Your instructions ▸ The answer must consist of the records below, repeated exactly.

(Information given Opens)

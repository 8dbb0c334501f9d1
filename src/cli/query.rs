use anyhow::{Result, anyhow};
use chrono::Utc;
use serde_json::json;

use crate::api::public::map::MapSearchQuery;
use crate::api::routes::map::db as map_db;
use crate::core::AppConfig;
use crate::core::db::async_db;
use crate::time_window;

pub async fn run(params: MapSearchQuery, config: &AppConfig) -> Result<()> {
    let area = params
        .area()
        .map_err(|e| anyhow!("{}: pass --min-lng/--min-lat/--max-lng/--max-lat and/or --lat/--lng/--radius", e))?;
    let when = params.when.unwrap_or_default();
    let window = time_window::resolve(when, Utc::now(), config.timezone);

    let pins = match area {
        Some(area) => {
            let db = async_db(&config.db_path).await?;
            map_db::search(&db, &area, &window).await?
        }
        None => vec![],
    };

    println!(
        "{}",
        json!({
            "when": when,
            "start": window.start.to_rfc3339(),
            "end": window.end.to_rfc3339(),
            "results": pins,
        })
    );
    Ok(())
}
//! Identity handed to us by the auth proxy in front of the server.
//!
//! The proxy authenticates the request and forwards the user id in the
//! `x-user-id` header. Nothing here verifies credentials.

use std::convert::Infallible;

use axum::extract::FromRequestParts;
use http::request::Parts;

use crate::api::public::ApiError;

pub const USER_ID_HEADER: &str = "x-user-id";

fn user_id(parts: &Parts) -> Option<String> {
    parts
        .headers
        .get(USER_ID_HEADER)
        .and_then(|value| value.to_str().ok())
        .map(str::trim)
        .filter(|value| !value.is_empty())
        .map(String::from)
}

/// Rejects with 401 when no user is signed in.
pub struct CurrentUser(pub String);

impl<S> FromRequestParts<S> for CurrentUser
where
    S: Send + Sync,
{
    type Rejection = ApiError;

    async fn from_request_parts(parts: &mut Parts, _state: &S) -> Result<Self, Self::Rejection> {
        user_id(parts).map(CurrentUser).ok_or_else(ApiError::unauthorized)
    }
}

/// Signed in or anonymous, for routes that only personalize.
pub struct MaybeUser(pub Option<String>);

impl<S> FromRequestParts<S> for MaybeUser
where
    S: Send + Sync,
{
    type Rejection = Infallible;

    async fn from_request_parts(parts: &mut Parts, _state: &S) -> Result<Self, Self::Rejection> {
        Ok(MaybeUser(user_id(parts)))
    }
}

(Information given Closes)

Solution to the exercise ▸
repository 8dbb0c334501f9d1
filename src/cli/query.rs
use anyhow::{Result, anyhow};
use chrono::Utc;
use serde_json::json;

use crate::api::public::map::MapSearchQuery;
use crate::api::routes::map::db as map_db;
use crate::core::AppConfig;
use crate::core::db::async_db;
use crate::time_window;

pub async fn run(params: MapSearchQuery, config: &AppConfig) -> Result<()> {
    let area = params
        .area()
        .map_err(|e| anyhow!("{}: pass --min-lng/--min-lat/--max-lng/--max-lat and/or --lat/--lng/--radius", e))?;
    let when = params.when.unwrap_or_default();
    let window = time_window::resolve(when, Utc::now(), config.timezone);

    let pins = match area {
        Some(area) => {
            let db = async_db(&config.db_path).await?;
            map_db::search(&db, &area, &window).await?
        }
        None => vec![],
    };

    println!(
        "{}",
        json!({
            "when": when,
            "start": window.start.to_rfc3339(),
            "end": window.end.to_rfc3339(),
            "results": pins,
        })
    );
    Ok(())
}
//! Identity handed to us by the auth proxy in front of the server.
//!
//! The proxy authenticates the request and forwards the user id in the
//! `x-user-id` header. Nothing here verifies credentials.

use std::convert::Infallible;

use axum::extract::FromRequestParts;
use http::request::Parts;

use crate::api::public::ApiError;

pub const USER_ID_HEADER: &str = "x-user-id";

fn user_id(parts: &Parts) -> Option<String> {
    parts
        .headers
        .get(USER_ID_HEADER)
        .and_then(|value| value.to_str().ok())
        .map(str::trim)
        .filter(|value| !value.is_empty())
        .map(String::from)
}

/// Rejects with 401 when no user is signed in.
pub struct CurrentUser(pub String);

impl<S> FromRequestParts<S> for CurrentUser
where
    S: Send + Sync,
{
    type Rejection = ApiError;

    async fn from_request_parts(parts: &mut Parts, _state: &S) -> Result<Self, Self::Rejection> {
        user_id(parts).map(CurrentUser).ok_or_else(ApiError::unauthorized)
    }
}

/// Signed in or anonymous, for routes that only personalize.
pub struct MaybeUser(pub Option<String>);

impl<S> FromRequestParts<S> for MaybeUser
where
    S: Send + Sync,
{
    type Rejection = Infallible;

    async fn from_request_parts(parts: &mut Parts, _state: &S) -> Result<Self, Self::Rejection> {
        Ok(MaybeUser(user_id(parts)))
    }
}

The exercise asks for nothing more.